[Data in this exercise Boundary: Start]
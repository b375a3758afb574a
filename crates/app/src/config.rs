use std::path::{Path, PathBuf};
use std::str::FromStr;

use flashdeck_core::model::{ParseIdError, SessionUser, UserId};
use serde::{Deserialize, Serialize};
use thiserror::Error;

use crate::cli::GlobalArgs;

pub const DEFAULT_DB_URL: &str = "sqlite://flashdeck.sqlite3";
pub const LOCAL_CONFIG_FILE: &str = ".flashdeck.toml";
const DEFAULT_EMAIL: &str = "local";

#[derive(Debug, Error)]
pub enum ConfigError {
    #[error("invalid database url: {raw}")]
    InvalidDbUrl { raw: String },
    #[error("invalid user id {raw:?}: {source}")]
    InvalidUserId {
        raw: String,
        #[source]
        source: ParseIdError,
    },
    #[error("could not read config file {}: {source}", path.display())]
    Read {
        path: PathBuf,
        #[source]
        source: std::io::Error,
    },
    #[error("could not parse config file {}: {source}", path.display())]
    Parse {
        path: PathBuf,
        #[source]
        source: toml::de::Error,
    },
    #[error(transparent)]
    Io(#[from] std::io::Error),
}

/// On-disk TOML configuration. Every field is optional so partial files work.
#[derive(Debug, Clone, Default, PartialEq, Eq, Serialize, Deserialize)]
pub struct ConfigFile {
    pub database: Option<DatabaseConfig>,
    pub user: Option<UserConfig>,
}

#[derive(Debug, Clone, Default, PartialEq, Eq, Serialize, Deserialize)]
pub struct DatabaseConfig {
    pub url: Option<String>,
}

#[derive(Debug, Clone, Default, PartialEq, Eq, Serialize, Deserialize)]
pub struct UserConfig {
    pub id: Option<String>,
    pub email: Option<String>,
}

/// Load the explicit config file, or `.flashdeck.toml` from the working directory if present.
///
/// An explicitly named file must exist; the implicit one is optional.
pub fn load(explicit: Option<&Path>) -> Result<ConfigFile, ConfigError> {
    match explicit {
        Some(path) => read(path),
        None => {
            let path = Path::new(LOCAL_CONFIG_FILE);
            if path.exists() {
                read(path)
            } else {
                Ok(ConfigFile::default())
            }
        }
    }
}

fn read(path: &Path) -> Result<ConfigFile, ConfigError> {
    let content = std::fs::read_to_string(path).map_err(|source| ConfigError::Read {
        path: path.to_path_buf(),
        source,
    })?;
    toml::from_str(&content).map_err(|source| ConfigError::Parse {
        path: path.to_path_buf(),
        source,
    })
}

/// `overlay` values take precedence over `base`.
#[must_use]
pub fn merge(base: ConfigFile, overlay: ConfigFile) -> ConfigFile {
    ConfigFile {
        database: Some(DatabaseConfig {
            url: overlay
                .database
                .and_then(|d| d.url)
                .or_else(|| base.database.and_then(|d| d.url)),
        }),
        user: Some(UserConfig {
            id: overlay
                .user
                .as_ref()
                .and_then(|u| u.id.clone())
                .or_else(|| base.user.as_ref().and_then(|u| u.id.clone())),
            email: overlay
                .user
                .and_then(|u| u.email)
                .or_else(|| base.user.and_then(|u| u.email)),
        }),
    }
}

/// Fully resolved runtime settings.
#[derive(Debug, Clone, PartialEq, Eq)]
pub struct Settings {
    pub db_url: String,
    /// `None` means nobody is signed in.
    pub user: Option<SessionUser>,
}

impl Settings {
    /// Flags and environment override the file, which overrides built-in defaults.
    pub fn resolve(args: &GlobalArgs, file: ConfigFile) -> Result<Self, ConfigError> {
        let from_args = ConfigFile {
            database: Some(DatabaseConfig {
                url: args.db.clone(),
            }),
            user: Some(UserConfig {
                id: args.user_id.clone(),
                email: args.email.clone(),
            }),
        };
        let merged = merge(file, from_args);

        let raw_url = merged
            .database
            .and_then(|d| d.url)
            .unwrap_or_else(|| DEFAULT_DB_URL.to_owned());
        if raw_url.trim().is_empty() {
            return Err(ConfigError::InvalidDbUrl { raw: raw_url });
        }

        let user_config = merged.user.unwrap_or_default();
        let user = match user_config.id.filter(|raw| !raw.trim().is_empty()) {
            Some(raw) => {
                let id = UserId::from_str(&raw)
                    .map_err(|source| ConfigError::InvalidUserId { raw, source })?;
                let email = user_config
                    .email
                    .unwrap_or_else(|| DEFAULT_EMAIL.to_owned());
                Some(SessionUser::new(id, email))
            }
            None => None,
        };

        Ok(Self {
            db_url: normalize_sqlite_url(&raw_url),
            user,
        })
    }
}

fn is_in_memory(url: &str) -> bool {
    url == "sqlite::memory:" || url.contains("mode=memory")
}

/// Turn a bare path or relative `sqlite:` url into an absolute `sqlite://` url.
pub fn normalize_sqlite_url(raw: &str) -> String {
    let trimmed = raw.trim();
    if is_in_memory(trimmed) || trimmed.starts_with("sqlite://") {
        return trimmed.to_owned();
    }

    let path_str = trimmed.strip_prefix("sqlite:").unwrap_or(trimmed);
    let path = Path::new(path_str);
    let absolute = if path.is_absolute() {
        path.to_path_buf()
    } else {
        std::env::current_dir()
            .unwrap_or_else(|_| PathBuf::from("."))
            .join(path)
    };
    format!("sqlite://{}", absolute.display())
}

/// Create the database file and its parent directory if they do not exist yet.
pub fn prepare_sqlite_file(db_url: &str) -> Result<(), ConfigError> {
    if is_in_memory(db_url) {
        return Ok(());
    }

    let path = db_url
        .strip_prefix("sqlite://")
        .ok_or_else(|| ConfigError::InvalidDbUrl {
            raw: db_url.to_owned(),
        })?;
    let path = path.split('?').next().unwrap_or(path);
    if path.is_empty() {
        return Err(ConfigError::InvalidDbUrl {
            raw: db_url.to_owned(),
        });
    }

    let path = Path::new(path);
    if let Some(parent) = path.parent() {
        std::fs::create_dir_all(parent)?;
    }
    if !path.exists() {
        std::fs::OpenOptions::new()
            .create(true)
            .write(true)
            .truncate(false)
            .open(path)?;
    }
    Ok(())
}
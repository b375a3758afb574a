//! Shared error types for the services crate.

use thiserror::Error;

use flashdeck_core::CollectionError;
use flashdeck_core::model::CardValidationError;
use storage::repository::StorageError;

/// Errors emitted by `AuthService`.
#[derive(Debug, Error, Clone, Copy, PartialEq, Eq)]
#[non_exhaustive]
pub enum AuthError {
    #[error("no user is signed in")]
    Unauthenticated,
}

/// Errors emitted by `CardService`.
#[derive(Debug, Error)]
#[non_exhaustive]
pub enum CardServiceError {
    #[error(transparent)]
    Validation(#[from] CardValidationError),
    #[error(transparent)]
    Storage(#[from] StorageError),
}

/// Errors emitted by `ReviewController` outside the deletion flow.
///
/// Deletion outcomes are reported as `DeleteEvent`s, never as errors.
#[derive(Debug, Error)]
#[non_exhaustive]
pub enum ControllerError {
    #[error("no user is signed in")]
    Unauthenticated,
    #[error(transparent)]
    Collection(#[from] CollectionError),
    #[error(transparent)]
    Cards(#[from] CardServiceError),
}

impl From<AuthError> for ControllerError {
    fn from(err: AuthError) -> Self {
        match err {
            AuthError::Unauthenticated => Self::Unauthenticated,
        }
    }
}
[Data in this exercise Boundary: End]
**Problem requirements:**
Could you state how many lines of the data include the word "display"? Only the number is needed.

**Task result:**
3